DATA ->
Start of Block

/// Take the cached object of `class` from the current thread's container,
/// or a fresh one if the cached object is already in use, and bind it to
/// `local`.
///
/// A fresh object replaces the cached one in its slot; the previous object
/// stays with the caller that holds it. `params` are the entry's parameter
/// names.
pub fn acquire(ctx: &GoalContext<'_>, class: &TypeName, local: &str, params: &[&str]) -> Vec<Stmt> {
    let generated = ctx.builders.generated_type();
    let context = context_name(local, params);
    let slot = format!("{}.{}", context, slot_name(&class.simple_name()));
    vec![
        Stmt::Expr(code![&generated, format!(" {} = {}.get()", context, INSTANCE)]),
        Stmt::If {
            cond: code![format!("{}.{}", slot, IN_USE)],
            then: vec![Stmt::assign(slot.clone(), code!["new ", class, "()"])],
        },
        Stmt::Expr(code![class, format!(" {} = {}", local, slot)]),
        Stmt::assign(format!("{}.{}", local, IN_USE), code!["true"]),
    ]
}

/// Local holding the thread's container inside an entry method
pub fn context_name(local: &str, params: &[&str]) -> String {
    let mut taken = vec![local];
    taken.extend_from_slice(params);
    crate::util::unused_name("context", &taken)
}

/// `Impl local = new Impl();`
pub fn allocate(class: &TypeName, local: &str) -> Stmt {
    let diamond = if class.type_args().is_empty() { "()" } else { "<>()" };
    let raw = class
        .raw_class()
        .map(|c| TypeName::class(c.clone()))
        .unwrap_or_else(|| class.clone());
    Stmt::Expr(code![class, format!(" {} = new ", local), raw, diamond])
}

/// Statements that null out retained references once a recycled object
/// is done, so it does not keep its last inputs alive
pub fn release<'a>(fields: impl IntoIterator<Item = (&'a str, &'a TypeName)>) -> Vec<Stmt> {
    fields
        .into_iter()
        .filter(|(_, ty)| !ty.is_primitive())
        .map(|(name, _)| Stmt::assign(format!("this.{}", name), code!["null"]))
        .collect()
}

/// Invoke a regular goal: constructor call, static call or instance call.
/// `arg` maps a parameter name to its value expression.
pub fn invocation(goal: &RegularGoal, instance: &str, arg: impl Fn(&str) -> Code) -> Code {
    let args = Code::join(goal.declaration_order.iter().map(|name| arg(name)), ", ");
    let head = match goal.kind {
        RegularKind::Constructor => code!["new ", &goal.details.goal_type, "("],
        RegularKind::StaticMethod => {
            let owner = goal
                .owner
                .raw_class()
                .map(|c| TypeName::class(c.clone()))
                .unwrap_or_else(|| goal.owner.clone());
            code![owner, format!(".{}(", goal.method)]
        }
        RegularKind::InstanceMethod => code![format!("{}.{}(", instance, goal.method)],
    };
    head.then(args).then(code![")"])
}

/// Statements ending a regular goal: invoke, and for recycled objects,
/// clear the flag first and release retained fields afterwards
pub fn finish_regular(
    goal: &RegularGoal,
    invoke: Code,
    recycle: bool,
    retained: &[(String, TypeName)],
) -> Vec<Stmt> {
    let goal_type = &goal.details.goal_type;
    let void = goal_type.is_void();
    if !recycle {
        return vec![if void {
            Stmt::Expr(invoke)
        } else {
            Stmt::Return(invoke)
        }];
    }
    let result = format!("_{}", downcase(&goal_type.boxed().simple_name()));
    let mut body = vec![Stmt::assign(format!("this.{}", IN_USE), code!["false"])];
    if void {
        body.push(Stmt::Expr(invoke));
    } else {
        body.push(Stmt::Expr(
            code![goal_type, format!(" {} = ", result)].then(invoke),
        ));
    }
    body.extend(release(retained.iter().map(|(n, t)| (n.as_str(), t))));
    if !void {
        body.push(Stmt::Return(code![result]));
    }
    body
}

/// `if (x == null) throw ...` for regular steps that reject null; bean
/// steps guard inside their property body
pub fn guard(step: &Step<'_>) -> Vec<Stmt> {
    let name = step.parameter.name();
    match step.parameter {
        ParameterRef::Regular(p) if p.rejects_null() => vec![Stmt::null_guard(code![name], name)],
        _ => Vec::new(),
    }
}

/// Parameter type list of the goal's steps
pub fn step_types(ctx: &GoalContext<'_>) -> Vec<TypeName> {
    ctx.steps.iter().map(|s| s.parameter.step_type()).collect()
}

/// Type parameters of each step interface and step method of a generic goal
pub struct StepVars<'v> {
    pub interfaces: &'v [Vec<TypeVar>],
    pub methods: &'v [Vec<TypeVar>],
}

/// The contract class: a non-instantiable holder of one single-method
/// interface per step
pub fn contract(ctx: &GoalContext<'_>, access: Access, vars: Option<&StepVars<'_>>) -> TypeSpec {
    let name = ctx.details().contract_name();
    let mut contract = TypeSpec::class(&name, &with_access(access, &[Modifier::Static, Modifier::Final]));
    contract.methods.push(
        MethodSpec::constructor(&name)
            .modifiers(&[Modifier::Private])
            .body(vec![Stmt::Expr(code![
                "throw new ",
                TypeName::java_lang("UnsupportedOperationException"),
                "(\"no instances\")"
            ])]),
    );
    for step in &ctx.steps {
        let mut interface = TypeSpec::interface(&step.interface, &crate::decl::access_modifiers(access));
        let method_vars = match vars {
            Some(v) => {
                interface.type_params = v.interfaces[step.position].clone();
                v.methods[step.position].clone()
            }
            None => Vec::new(),
        };
        let returns = step_return(ctx, step, vars);
        interface.methods.push(
            MethodSpec::abstract_method(&step.method, returns.clone())
                .type_params(method_vars)
                .param(step.parameter.name(), step.parameter.step_type())
                .throws(&step.throws),
        );
        if let Some(empty) = &step.empty {
            interface.methods.push(
                MethodSpec::abstract_method(&empty.method, returns).throws(&step.throws),
            );
        }
        contract.types.push(interface);
    }
    contract
}

/// Reference to a step interface, with its type arguments if generic
pub fn step_ref(ctx: &GoalContext<'_>, step: &Step<'_>, vars: Option<&StepVars<'_>>) -> TypeName {
    let class = ctx.contract().nested(&step.interface);
    match vars {
        Some(v) => TypeName::parameterized(class, var_args(&v.interfaces[step.position])),
        None => TypeName::class(class),
    }
}

/// What a step method returns
pub fn step_return(ctx: &GoalContext<'_>, step: &Step<'_>, vars: Option<&StepVars<'_>>) -> TypeName {
    match ctx.steps.get(step.position + 1) {
        Some(next) if !step.is_last() => step_ref(ctx, next, vars),
        _ => ctx.next_type(step),
    }
}

#[cfg(test)]
mod tests {
    use super::*;
    use crate::goal::{BuildersContext, GoalDetails, Lifecycle, Projection, RegularParameter};
    use crate::model::NullPolicy;
    use crate::types::ClassName;

    fn cube(kind: RegularKind, recycle: bool) -> GoalDescription {
        let cube = TypeName::class(ClassName::new("cube", ["Cube"]));
        GoalDescription::Regular(RegularGoal {
            details: GoalDetails {
                name: "cube".into(),
                goal_type: cube.clone(),
                builder: Some(Access::Public),
                updater: Some(Access::Public),
                lifecycle: if recycle {
                    Lifecycle::ReuseInstances
                } else {
                    Lifecycle::NewInstance
                },
                element: "Cube#<init>(String, int)".into(),
            },
            kind,
            owner: TypeName::class(ClassName::new("cube", ["Factory"])),
            method: "make".into(),
            type_params: vec![],
            instance_type_params: vec![],
            parameters: vec![
                RegularParameter {
                    name: "width".into(),
                    ty: TypeName::java_lang("String"),
                    null_policy: NullPolicy::Allow,
                    projection: Projection::None,
                },
                RegularParameter {
                    name: "depth".into(),
                    ty: TypeName::Primitive(crate::types::Primitive::Int),
                    null_policy: NullPolicy::Allow,
                    projection: Projection::None,
                },
            ],
            declaration_order: vec!["width".into(), "depth".into()],
            throws: vec![],
        })
    }

    #[test]
    fn test_modules_for_goal() {
        let goal = cube(RegularKind::Constructor, false);
        assert_eq!(Module::for_goal(&goal), vec![Module::Builder, Module::Updater]);
    }

    #[test]
    fn test_invocation_kinds() {
        let arg = |n: &str| code![format!("this.{}", n)];
        for (kind, expected) in [
            (RegularKind::Constructor, "new Cube(this.width, this.depth)"),
            (RegularKind::StaticMethod, "Factory.make(this.width, this.depth)"),
            (RegularKind::InstanceMethod, "this._instance.make(this.width, this.depth)"),
        ] {
            let GoalDescription::Regular(goal) = cube(kind, false) else {
                unreachable!()
            };
            assert_eq!(invocation(&goal, "this._instance", arg).to_string(), expected);
        }
    }

    #[test]
    fn test_finish_releases_only_references() {
        let GoalDescription::Regular(goal) = cube(RegularKind::Constructor, true) else {
            unreachable!()
        };
        let retained = vec![
            ("width".to_string(), TypeName::java_lang("String")),
            ("depth".to_string(), TypeName::Primitive(crate::types::Primitive::Int)),
        ];
        let body = finish_regular(&goal, code!["new Cube(w, d)"], true, &retained);
        let rendered: Vec<String> = body
            .iter()
            .map(|s| match s {
                Stmt::Expr(c) => format!("{};", c),
                Stmt::Return(c) => format!("return {};", c),
                other => format!("{:?}", other),
            })
            .collect();
        assert_eq!(
            rendered,
            vec![
                "this._currently_in_use = false;",
                "Cube _cube = new Cube(w, d);",
                "this.width = null;",
                "return _cube;",
            ]
        );
    }

    #[test]
    fn test_contract_shape() {
        let goal = cube(RegularKind::Constructor, false);
        let builders = BuildersContext {
            generated: ClassName::new("cube", ["CubeBuilders"]),
            recycle: false,
        };
        let ctx = GoalContext::new(&goal, &builders);
        let contract = contract(&ctx, Access::Public, None);
        assert_eq!(contract.name, "CubeBuilder");
        assert_eq!(contract.types.len(), 2);
        let width = contract.nested("Width").unwrap();
        let method = width.method("width").unwrap();
        assert_eq!(method.returns.to_string(), "CubeBuilders.CubeBuilder.Depth");
        assert!(method.body.is_none());
        let depth = contract.nested("Depth").unwrap();
        assert_eq!(depth.method("depth").unwrap().returns.to_string(), "Cube");
    }
}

End of Block

WORK ORDER -> Work out how many lines above include the string "fields", then give that number alone.

OUTPUT FOR THIS TASK -> 3